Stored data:
***

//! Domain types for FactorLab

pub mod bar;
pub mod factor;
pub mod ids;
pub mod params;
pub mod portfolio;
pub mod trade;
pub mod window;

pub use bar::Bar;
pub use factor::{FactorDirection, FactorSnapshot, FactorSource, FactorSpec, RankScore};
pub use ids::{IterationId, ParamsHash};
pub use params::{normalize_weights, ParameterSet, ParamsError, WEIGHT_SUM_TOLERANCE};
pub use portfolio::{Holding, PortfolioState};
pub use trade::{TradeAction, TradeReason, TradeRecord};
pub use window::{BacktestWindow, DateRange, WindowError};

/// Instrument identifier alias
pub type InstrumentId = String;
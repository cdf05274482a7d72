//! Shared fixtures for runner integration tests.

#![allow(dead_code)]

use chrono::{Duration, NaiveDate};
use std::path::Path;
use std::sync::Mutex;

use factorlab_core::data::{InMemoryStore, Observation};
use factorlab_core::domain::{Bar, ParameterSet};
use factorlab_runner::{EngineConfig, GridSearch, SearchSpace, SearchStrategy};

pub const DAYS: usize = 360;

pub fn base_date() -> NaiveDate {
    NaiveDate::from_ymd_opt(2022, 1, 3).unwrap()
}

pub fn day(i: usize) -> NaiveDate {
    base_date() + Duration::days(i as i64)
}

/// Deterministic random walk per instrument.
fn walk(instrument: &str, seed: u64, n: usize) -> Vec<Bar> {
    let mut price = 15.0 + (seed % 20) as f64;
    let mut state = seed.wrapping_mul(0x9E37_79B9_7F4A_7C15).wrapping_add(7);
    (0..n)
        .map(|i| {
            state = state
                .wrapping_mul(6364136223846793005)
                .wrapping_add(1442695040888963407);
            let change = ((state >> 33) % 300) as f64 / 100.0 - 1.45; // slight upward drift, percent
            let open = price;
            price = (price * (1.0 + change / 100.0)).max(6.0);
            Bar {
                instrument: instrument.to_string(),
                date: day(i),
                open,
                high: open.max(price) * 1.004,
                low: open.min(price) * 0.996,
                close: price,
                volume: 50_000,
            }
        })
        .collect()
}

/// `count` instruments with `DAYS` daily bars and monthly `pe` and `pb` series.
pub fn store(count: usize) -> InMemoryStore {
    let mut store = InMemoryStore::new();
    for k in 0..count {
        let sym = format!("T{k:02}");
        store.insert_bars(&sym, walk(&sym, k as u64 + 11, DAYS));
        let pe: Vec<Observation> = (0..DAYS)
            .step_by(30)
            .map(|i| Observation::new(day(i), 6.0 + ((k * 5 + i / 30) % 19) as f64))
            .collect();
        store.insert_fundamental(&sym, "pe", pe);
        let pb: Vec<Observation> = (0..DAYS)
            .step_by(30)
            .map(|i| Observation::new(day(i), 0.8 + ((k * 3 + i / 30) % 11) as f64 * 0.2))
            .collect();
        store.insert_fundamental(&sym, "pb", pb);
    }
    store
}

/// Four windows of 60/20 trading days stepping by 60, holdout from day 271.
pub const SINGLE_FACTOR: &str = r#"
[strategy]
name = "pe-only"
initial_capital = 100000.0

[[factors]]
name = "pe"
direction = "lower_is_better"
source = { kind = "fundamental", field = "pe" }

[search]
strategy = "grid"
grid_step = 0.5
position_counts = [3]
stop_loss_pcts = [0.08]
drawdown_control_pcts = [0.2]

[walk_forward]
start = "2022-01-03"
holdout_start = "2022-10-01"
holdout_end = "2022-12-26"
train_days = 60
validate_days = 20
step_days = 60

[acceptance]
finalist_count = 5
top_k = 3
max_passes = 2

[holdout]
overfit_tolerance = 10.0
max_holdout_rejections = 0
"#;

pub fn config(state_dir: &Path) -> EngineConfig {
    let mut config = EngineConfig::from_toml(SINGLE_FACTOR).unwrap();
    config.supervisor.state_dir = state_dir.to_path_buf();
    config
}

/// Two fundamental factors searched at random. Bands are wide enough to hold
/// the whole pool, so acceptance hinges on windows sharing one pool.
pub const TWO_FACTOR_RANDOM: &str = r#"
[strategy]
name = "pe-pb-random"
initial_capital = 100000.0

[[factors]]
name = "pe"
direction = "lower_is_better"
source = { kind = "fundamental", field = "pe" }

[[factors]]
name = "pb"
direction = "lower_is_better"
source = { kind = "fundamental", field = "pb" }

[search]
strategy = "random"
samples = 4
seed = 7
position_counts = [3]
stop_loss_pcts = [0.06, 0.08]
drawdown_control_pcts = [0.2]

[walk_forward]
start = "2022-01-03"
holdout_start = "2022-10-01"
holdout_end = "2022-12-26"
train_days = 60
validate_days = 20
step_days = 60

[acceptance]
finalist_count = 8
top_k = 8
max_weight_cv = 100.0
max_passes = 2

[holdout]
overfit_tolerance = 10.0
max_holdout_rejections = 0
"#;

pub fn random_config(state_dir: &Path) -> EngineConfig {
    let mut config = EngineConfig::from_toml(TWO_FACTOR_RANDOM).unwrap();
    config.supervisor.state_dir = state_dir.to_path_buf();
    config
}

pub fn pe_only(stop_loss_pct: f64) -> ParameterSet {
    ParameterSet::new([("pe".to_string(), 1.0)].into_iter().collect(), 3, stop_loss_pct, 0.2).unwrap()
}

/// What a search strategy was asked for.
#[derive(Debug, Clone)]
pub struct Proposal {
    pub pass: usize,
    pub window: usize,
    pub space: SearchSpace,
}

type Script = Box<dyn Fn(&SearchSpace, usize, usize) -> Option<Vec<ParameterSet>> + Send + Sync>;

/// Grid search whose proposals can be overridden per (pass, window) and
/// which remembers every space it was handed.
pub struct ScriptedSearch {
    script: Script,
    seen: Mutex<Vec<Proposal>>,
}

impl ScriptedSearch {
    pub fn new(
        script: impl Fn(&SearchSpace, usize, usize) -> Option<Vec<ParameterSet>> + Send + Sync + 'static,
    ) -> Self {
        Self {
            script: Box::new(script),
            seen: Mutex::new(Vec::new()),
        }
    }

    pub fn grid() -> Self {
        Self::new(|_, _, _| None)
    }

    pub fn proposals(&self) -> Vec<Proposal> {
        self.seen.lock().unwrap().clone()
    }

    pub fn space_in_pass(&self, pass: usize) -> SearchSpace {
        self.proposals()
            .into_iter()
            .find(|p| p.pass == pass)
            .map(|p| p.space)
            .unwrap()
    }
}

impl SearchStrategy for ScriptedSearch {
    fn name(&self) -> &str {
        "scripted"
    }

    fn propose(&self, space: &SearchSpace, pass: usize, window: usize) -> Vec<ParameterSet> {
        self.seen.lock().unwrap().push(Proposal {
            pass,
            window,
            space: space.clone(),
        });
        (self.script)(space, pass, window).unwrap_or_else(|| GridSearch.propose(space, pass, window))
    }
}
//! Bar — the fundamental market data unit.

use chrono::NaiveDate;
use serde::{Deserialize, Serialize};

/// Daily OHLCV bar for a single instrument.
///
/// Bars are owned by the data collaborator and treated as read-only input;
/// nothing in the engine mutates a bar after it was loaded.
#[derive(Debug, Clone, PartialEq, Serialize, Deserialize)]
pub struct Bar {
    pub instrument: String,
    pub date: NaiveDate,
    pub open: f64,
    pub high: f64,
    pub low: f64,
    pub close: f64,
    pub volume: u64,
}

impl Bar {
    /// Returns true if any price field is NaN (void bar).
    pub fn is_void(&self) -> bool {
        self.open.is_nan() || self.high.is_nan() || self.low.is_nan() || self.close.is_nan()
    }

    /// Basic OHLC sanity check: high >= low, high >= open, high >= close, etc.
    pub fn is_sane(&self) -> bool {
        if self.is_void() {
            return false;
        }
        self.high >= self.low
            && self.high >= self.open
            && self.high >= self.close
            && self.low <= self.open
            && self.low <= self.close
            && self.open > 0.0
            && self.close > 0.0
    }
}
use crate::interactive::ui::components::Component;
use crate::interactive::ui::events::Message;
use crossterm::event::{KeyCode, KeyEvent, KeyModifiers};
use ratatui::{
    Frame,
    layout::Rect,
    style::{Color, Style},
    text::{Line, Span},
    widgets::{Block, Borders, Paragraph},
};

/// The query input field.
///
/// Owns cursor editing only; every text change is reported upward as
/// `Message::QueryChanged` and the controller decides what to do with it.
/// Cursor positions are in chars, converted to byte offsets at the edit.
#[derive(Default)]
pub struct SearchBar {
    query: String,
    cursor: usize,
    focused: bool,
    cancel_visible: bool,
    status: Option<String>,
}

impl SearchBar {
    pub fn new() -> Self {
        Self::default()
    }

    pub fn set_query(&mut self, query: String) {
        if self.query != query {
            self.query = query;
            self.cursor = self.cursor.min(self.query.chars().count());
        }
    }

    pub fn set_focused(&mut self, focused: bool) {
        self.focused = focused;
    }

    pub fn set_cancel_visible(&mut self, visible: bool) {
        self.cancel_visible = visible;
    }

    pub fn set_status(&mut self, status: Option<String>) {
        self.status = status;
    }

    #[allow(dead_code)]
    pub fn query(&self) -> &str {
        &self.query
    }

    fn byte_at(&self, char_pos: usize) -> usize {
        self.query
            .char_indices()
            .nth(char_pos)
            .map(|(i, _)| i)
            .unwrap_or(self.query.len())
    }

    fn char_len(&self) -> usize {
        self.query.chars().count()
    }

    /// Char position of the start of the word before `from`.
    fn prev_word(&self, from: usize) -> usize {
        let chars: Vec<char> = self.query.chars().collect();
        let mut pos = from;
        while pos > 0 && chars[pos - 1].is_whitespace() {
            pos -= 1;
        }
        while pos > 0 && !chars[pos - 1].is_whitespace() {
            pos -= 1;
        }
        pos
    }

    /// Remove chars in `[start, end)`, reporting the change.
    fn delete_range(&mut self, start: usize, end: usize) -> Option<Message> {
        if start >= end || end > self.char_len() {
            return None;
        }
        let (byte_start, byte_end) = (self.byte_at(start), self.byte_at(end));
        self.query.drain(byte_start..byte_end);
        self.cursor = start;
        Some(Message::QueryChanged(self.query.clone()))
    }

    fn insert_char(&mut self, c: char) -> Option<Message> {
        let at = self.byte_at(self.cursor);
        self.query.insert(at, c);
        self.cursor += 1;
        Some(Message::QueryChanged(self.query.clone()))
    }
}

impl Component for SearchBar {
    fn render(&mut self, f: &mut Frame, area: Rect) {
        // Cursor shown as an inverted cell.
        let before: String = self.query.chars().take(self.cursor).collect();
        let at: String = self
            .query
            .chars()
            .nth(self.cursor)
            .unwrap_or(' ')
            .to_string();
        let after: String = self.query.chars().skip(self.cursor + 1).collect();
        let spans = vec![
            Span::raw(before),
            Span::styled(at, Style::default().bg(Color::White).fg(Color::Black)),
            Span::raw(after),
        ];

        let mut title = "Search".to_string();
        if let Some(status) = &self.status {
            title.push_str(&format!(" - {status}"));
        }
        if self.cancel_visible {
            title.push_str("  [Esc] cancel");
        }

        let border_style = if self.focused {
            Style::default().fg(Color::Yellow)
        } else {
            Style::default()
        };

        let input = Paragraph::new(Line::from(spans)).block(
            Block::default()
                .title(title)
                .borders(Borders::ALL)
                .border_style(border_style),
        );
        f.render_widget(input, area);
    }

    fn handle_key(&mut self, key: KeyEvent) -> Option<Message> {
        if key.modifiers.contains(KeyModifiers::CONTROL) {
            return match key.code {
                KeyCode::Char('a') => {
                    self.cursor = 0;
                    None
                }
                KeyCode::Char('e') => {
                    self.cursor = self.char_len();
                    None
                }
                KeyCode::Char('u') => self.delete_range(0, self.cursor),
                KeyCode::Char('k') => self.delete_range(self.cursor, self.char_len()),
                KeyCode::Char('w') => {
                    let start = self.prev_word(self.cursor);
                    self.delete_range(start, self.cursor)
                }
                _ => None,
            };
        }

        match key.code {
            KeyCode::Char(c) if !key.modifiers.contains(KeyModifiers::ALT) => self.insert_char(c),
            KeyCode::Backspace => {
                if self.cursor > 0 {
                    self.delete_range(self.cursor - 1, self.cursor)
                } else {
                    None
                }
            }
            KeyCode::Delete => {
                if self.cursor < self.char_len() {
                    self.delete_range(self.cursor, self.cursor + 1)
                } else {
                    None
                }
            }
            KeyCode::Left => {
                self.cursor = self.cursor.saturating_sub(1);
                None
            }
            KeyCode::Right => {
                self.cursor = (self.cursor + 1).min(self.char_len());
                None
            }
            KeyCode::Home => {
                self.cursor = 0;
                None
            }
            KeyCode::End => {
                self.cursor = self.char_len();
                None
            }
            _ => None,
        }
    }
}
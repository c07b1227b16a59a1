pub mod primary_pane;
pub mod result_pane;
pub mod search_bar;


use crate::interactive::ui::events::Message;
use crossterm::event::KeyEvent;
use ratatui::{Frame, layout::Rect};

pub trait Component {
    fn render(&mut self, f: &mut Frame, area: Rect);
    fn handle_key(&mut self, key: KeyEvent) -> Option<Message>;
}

***

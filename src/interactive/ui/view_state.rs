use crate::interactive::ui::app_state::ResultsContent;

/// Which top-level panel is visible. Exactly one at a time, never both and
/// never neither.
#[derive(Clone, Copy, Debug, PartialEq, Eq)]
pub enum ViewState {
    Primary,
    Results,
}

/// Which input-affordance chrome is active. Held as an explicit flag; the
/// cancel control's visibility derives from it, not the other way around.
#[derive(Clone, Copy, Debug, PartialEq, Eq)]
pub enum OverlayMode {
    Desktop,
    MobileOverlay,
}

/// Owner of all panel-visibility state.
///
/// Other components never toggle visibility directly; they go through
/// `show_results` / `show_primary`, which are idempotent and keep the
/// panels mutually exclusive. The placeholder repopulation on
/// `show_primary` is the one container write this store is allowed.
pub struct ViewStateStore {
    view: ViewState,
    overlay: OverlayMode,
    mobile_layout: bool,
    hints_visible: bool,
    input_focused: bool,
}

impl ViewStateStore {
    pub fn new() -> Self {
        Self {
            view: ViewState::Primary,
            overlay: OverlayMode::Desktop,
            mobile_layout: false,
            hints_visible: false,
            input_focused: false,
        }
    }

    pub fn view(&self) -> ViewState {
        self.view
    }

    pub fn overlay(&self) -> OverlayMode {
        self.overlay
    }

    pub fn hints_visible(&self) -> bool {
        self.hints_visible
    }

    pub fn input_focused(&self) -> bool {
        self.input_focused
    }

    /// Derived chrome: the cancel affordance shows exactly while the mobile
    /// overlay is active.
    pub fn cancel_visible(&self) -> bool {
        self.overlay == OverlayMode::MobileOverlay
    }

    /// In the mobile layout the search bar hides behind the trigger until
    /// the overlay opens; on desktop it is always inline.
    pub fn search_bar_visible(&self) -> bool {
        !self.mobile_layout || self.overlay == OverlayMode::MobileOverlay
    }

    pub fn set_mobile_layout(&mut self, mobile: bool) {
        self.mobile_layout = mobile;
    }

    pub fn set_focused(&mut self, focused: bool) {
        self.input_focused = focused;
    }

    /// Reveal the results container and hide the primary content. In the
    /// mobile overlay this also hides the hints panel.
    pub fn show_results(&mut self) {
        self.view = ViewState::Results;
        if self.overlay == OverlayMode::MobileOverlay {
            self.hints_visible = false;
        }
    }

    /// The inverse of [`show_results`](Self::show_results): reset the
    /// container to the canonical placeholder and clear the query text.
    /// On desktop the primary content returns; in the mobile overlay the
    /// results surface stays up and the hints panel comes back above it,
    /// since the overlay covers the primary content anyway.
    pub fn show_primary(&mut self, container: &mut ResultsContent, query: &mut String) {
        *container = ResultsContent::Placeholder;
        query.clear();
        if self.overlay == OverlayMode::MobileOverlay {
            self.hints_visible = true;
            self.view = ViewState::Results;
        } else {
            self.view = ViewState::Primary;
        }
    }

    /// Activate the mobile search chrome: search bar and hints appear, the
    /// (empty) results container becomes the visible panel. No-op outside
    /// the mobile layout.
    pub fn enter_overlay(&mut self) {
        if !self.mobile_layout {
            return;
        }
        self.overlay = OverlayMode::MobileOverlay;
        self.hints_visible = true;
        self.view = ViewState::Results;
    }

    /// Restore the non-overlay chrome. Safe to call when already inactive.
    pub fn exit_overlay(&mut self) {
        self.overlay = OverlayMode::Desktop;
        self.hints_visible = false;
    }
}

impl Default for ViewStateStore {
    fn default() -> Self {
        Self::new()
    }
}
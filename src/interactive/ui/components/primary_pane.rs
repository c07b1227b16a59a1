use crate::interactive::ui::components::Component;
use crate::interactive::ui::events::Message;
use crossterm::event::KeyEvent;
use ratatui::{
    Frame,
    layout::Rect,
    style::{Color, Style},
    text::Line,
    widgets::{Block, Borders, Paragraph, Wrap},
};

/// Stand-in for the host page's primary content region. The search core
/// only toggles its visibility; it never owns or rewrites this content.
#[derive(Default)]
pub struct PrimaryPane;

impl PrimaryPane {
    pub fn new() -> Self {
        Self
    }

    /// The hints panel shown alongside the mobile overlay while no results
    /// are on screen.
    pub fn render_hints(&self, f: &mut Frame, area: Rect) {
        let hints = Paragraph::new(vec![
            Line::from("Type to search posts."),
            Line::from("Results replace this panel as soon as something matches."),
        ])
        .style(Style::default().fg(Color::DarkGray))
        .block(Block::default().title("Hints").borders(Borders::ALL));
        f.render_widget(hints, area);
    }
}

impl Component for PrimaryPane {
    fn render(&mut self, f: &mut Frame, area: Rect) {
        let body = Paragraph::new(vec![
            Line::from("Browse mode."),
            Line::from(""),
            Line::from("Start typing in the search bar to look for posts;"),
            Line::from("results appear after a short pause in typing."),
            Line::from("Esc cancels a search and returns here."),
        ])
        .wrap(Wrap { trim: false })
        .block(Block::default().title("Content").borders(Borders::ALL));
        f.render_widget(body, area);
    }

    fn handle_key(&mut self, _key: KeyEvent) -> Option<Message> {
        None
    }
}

***

To do
Lines with "widgets": find them in the data and copy each one.

Expected answer
    widgets::{Block, Borders, Paragraph},
    widgets::{Block, Borders, Paragraph, Wrap},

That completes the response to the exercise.